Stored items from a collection
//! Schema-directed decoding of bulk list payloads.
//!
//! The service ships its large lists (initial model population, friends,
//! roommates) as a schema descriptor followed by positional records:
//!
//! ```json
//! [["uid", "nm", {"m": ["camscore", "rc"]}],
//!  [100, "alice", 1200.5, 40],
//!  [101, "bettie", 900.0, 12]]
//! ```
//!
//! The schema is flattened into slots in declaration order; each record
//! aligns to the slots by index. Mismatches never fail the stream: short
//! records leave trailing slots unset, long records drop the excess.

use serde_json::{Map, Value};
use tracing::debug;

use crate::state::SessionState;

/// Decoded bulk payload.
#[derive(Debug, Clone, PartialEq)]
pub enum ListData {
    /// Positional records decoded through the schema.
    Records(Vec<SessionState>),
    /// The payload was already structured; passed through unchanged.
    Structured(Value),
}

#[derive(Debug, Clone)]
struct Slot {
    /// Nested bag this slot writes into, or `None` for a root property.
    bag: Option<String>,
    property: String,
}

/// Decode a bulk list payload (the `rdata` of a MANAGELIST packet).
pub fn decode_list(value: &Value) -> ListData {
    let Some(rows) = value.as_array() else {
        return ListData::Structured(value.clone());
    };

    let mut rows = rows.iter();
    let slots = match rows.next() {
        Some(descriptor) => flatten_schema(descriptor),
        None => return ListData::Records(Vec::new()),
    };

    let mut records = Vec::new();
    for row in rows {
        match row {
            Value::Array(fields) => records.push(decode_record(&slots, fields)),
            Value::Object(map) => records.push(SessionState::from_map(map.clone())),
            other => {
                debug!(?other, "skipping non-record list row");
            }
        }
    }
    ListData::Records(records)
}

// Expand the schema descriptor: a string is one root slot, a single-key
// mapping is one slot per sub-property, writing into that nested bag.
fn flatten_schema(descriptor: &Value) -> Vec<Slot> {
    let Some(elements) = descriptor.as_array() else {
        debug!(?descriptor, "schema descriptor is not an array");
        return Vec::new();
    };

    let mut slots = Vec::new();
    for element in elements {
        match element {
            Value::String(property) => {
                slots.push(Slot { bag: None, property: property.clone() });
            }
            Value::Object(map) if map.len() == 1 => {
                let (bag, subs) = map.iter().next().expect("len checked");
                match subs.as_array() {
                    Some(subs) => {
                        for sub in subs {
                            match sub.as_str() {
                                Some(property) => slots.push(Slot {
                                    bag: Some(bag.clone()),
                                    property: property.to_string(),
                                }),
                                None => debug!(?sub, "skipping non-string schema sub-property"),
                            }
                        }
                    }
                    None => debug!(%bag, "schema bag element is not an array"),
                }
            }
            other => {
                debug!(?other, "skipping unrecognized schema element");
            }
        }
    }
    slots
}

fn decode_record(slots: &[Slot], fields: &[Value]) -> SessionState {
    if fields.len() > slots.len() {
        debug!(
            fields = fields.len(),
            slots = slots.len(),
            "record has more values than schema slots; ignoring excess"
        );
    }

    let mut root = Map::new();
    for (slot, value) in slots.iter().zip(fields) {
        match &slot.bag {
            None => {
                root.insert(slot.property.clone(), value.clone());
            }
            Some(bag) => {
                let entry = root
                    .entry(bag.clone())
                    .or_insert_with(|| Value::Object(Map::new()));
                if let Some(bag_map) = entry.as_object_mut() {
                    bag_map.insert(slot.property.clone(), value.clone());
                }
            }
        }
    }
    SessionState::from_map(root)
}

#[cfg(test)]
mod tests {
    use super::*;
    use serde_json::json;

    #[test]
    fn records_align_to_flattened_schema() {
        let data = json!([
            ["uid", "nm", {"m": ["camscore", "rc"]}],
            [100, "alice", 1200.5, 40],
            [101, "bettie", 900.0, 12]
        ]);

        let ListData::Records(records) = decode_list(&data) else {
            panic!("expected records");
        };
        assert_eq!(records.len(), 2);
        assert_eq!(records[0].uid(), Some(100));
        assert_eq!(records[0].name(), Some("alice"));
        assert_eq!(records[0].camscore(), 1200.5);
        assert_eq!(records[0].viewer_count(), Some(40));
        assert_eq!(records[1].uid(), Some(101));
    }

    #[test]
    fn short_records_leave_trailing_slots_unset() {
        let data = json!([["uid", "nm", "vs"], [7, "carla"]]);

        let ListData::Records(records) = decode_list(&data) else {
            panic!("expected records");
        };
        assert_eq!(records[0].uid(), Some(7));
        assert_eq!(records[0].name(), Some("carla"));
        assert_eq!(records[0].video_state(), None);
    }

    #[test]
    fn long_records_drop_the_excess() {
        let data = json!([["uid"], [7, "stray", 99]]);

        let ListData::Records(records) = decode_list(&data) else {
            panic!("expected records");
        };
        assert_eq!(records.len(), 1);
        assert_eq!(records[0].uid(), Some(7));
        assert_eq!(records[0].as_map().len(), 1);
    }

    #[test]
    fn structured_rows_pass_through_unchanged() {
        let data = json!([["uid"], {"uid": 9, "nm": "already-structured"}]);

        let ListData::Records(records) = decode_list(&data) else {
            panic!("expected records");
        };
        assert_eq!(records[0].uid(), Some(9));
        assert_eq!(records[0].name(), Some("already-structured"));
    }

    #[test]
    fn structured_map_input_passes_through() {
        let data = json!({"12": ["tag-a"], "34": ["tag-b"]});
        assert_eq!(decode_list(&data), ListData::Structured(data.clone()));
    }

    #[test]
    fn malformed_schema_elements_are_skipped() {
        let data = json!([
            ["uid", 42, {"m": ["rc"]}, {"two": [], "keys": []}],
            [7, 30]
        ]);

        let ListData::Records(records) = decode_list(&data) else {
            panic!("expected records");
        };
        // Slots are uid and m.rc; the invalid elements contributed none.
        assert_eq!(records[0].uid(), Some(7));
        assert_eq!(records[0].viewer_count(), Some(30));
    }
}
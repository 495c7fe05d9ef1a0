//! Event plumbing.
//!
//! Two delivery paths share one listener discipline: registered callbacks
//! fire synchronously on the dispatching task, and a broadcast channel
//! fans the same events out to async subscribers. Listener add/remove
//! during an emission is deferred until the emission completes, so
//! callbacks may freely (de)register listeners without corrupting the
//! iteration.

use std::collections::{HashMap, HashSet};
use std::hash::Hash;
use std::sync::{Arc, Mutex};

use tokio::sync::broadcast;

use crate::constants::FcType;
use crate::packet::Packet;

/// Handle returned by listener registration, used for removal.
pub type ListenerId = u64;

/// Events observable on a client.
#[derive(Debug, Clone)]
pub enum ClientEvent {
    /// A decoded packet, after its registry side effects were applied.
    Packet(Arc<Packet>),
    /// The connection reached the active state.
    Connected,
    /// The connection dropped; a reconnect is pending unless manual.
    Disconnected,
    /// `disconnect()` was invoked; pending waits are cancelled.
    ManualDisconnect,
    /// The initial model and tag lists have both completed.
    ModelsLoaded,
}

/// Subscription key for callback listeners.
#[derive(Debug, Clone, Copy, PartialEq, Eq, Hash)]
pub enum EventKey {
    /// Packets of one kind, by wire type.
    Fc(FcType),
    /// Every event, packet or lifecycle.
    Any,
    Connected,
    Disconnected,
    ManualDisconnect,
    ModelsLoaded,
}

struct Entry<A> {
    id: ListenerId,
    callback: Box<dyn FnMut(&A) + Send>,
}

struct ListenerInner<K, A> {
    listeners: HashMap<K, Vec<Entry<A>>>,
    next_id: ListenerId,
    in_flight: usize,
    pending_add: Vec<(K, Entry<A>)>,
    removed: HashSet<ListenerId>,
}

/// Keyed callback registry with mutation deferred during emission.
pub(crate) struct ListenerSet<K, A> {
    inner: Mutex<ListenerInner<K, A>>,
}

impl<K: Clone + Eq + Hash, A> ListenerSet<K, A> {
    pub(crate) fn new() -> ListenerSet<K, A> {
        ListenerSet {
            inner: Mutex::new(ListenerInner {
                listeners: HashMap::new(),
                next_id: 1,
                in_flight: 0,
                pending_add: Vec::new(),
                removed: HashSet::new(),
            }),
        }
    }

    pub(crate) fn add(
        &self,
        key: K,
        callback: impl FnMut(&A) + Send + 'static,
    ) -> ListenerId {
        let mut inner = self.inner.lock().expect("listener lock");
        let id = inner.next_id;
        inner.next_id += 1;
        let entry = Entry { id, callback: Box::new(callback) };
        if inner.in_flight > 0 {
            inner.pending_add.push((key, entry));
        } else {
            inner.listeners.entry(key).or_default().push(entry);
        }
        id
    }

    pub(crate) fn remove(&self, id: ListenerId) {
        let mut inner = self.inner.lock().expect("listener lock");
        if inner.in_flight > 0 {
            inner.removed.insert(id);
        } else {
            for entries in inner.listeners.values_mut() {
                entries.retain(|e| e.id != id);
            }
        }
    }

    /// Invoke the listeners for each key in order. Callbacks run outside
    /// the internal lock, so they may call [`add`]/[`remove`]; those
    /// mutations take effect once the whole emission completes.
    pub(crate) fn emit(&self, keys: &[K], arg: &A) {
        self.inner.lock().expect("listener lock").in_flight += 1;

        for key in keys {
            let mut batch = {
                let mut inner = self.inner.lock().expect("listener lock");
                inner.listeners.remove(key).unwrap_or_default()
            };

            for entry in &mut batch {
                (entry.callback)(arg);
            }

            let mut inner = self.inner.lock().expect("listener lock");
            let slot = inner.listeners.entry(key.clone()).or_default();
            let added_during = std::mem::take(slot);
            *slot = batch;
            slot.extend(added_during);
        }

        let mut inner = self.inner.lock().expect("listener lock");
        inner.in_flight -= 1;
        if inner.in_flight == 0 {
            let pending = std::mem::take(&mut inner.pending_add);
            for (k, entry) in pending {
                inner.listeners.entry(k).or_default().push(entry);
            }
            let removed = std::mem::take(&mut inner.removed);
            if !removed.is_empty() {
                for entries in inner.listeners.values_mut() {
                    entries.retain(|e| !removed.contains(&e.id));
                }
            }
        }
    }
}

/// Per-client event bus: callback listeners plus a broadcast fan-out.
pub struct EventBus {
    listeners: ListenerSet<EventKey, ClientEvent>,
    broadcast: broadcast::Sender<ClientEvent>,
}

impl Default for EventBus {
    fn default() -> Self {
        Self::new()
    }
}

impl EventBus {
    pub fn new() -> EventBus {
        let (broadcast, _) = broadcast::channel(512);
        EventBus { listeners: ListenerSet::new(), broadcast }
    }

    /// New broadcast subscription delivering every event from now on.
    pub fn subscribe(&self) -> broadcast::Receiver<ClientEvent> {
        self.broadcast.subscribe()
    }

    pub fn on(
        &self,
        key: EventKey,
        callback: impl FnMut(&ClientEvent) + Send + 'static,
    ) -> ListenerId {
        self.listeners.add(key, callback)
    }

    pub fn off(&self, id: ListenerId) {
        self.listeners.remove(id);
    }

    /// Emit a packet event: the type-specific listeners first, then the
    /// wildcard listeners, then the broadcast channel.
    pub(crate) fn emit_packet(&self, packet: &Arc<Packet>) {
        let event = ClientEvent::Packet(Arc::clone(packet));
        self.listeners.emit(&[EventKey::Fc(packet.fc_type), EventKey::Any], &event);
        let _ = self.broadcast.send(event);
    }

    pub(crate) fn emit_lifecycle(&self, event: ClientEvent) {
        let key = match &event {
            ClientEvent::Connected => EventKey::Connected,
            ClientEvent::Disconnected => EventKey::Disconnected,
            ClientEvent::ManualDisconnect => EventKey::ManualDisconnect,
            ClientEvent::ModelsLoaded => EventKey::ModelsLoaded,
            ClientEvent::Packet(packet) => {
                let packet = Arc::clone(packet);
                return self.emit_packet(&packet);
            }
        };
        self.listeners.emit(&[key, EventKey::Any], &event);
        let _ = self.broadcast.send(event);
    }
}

__Work order__.
Lines from the entries that contain the word "bettie" are what the answer must hold.

__Answer below__.
//!  [101, "bettie", 900.0, 12]]
            [101, "bettie", 900.0, 12]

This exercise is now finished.